After seeing some of the most striking and historically interesting spots in the world, meeting locals, being interviewed by a group of female students and hearing about their hopes for Jordan’s future (below), we were reticent to leave. This is a welcoming and fascinating place. We will be back. For longer.
– WHAT TO SEE: Allow a minimum of two days to see Petra. If you aren’t up for long walks, take advantage of the inexpensive camel and donkey rides through the vast site. Visit the citadel in Amman, see the ancient ruins at Jerash, and make sure you experience the Dead Sea and the wonders of Wadi Rum.
– WHAT TO WEAR: Jordanians – both men and women – dress more conservatively than Australians. Though many foreigners dressed in shorts, we were most comfortable wearing long pants and shirts that covered our chest and shoulders. There is no requirement for women to cover their hair and only about half of Jordanian women wear the traditional Hijab. Conservative western clothes were the most common form of dress.

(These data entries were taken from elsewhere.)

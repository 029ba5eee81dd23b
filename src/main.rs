use std::path::PathBuf;
use std::process::ExitCode;

use clap::Parser;
use log::{error, info, warn};

use turing_rd::io::json::{write_summary_file, RunSummary};
use turing_rd::io::{csv, render, RenderOptions};
use turing_rd::pattern::{Layout, PatternParams};
use turing_rd::sim::event::{DivergenceDetector, EventDetector, SteadyStateDetector};
use turing_rd::sim::{Recording, State};
use turing_rd::{integrator, RdError, RdSystem};

/// Generate a Turing pattern from the activator/inhibitor reaction-diffusion model.
#[derive(Parser, Debug)]
#[command(name = "turing-rd")]
#[command(author, version, about, long_about = None)]
struct Cli {
    /// Diffusion coefficient for A
    #[arg(long, default_value_t = 1.0)]
    da: f64,

    /// Diffusion coefficient for B
    #[arg(long, default_value_t = 100.0)]
    db: f64,

    /// Alpha parameter (activator offset)
    #[arg(long, default_value_t = -0.005, allow_negative_numbers = true)]
    alpha: f64,

    /// Beta parameter (inhibitor rate)
    #[arg(long, default_value_t = 10.0)]
    beta: f64,

    /// Number of updates; each update also takes this many elementary steps
    #[arg(long, default_value_t = 150)]
    steps: usize,

    /// Output file name, without extension
    #[arg(short, long, default_value = "image")]
    output: String,

    /// Also write an animation, one frame per update
    #[arg(long)]
    gif: bool,

    /// Use the periodic β lattice instead of a uniform β
    #[arg(long)]
    spatial: bool,

    /// Seed for the initial noise
    #[arg(long)]
    seed: Option<u64>,

    /// JSON file with pattern parameters; replaces da/db/alpha/beta/steps/spatial
    #[arg(long)]
    params: Option<PathBuf>,

    /// Write `{output}.json` with a run summary
    #[arg(long)]
    summary: bool,

    /// Write `{output}.csv` with per-frame field statistics
    #[arg(long)]
    csv: bool,
}

impl Cli {
    fn pattern_params(&self) -> Result<PatternParams, RdError> {
        match &self.params {
            Some(path) => PatternParams::from_json_file(path),
            None => Ok(PatternParams {
                da: self.da,
                db: self.db,
                alpha: self.alpha,
                beta: self.beta,
                steps: self.steps,
                spatial: self.spatial,
            }),
        }
    }
}

fn run(cli: &Cli) -> Result<(), RdError> {
    let params = cli.pattern_params()?;
    let layout = Layout::command_line();
    let opts = RenderOptions::default();

    let mut system = params.build(&layout, params.steps, cli.seed);
    if !system.config().is_stable() {
        warn!(
            "dt = {} exceeds the explicit stability limit {:.3e}; expect divergence",
            layout.dt,
            system.config().stability_limit()
        );
    }
    info!("generating pattern ... {:?}", params);

    let mut detectors: Vec<Box<dyn EventDetector>> = vec![
        Box::new(DivergenceDetector::new()),
        Box::new(SteadyStateDetector::new(1e-9)),
    ];

    let recording = if cli.gif || cli.csv || cli.summary {
        let recording = integrator::record_with(&mut system, params.steps, &mut detectors)?;
        if cli.gif {
            let path = format!("{}.gif", cli.output);
            render::save_gif(&path, &recording.frames, &opts)?;
            info!("wrote {} ({} frames)", path, recording.frames.len());
        }
        Some(recording)
    } else {
        None
    };

    let final_state = png_state(&mut system, params.steps, recording.as_ref())?;
    let png = format!("{}.png", cli.output);
    render::save_png(&png, &final_state, &opts)?;
    info!("wrote {}", png);

    if let Some(recording) = recording {
        if cli.csv {
            let path = format!("{}.csv", cli.output);
            csv::write_history_file(&path, &recording.frames)?;
            info!("wrote {}", path);
        }
        if cli.summary {
            if let Some(summary) = RunSummary::from_frames(&params, &layout, &recording.frames, &recording.events) {
                let path = format!("{}.json", cli.output);
                write_summary_file(&path, &summary)?;
                info!("wrote {}", path);
            }
        }
    }

    Ok(())
}

/// The state shown in the PNG: the recording's last frame when there is one,
/// so the image and the CSV/JSON outputs describe the same run.
fn png_state(system: &mut RdSystem, updates: usize, recording: Option<&Recording>) -> Result<State, RdError> {
    match recording.and_then(Recording::last) {
        Some(last) => Ok(last.clone()),
        None => integrator::evolve(system, updates),
    }
}

fn main() -> ExitCode {
    env_logger::Builder::from_env(env_logger::Env::default().default_filter_or("info")).init();

    let cli = Cli::parse();
    match run(&cli) {
        Ok(()) => ExitCode::SUCCESS,
        Err(e) => {
            error!("{}", e);
            ExitCode::FAILURE
        }
    }
}

#[cfg(test)]
mod tests {
    use super::*;
    use clap::CommandFactory;
    use turing_rd::field::max_abs_diff;

    #[test]
    fn cli_verify() {
        Cli::command().debug_assert();
    }

    #[test]
    fn defaults_match_pattern_params() {
        let cli = Cli::parse_from(["turing-rd"]);
        assert_eq!(cli.pattern_params().unwrap(), PatternParams::default());
        assert_eq!(cli.output, "image");
        assert!(!cli.gif);
    }

    #[test]
    fn negative_alpha_and_flags() {
        let cli = Cli::parse_from(["turing-rd", "--alpha", "-0.2", "--spatial", "--gif", "-o", "run"]);
        let p = cli.pattern_params().unwrap();
        assert_eq!(p.alpha, -0.2);
        assert!(p.spatial);
        assert!(cli.gif);
        assert_eq!(cli.output, "run");
    }

    #[test]
    fn png_state_comes_from_the_recording() {
        let params = PatternParams { steps: 3, ..Default::default() };
        let layout = Layout { width: 8, height: 6, dx: 1.0, dt: 0.001 };
        // unseeded: a second run would start from different noise
        let mut system = params.build(&layout, 2, None);
        let recording = integrator::record_with(&mut system, params.steps, &mut []).unwrap();

        let state = png_state(&mut system, params.steps, Some(&recording)).unwrap();
        let last = recording.last().unwrap();
        assert_eq!(state.step, last.step);
        assert_eq!(max_abs_diff(&state.a, &last.a), 0.0);
        assert_eq!(max_abs_diff(&state.b, &last.b), 0.0);

        let fresh = png_state(&mut system, params.steps, None).unwrap();
        assert_eq!(fresh.step, 6);
    }
}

– TRAVELLING WITH CHILDREN: Travelling with children in Jordan is a unique and highly recommended experience, but as with any foreign country, a sense of adventure is needed. Despite the love of family in Jordan, there were few if any public Parent Rooms available. If your kids are in nappies, some creative improvisation at change time will be needed. (Locals were always willing to let us use spare rooms or even their offices to help out!) Sanitation standards are also different in some areas, so keep hand sanitizer and bottled water handy to ward off bugs.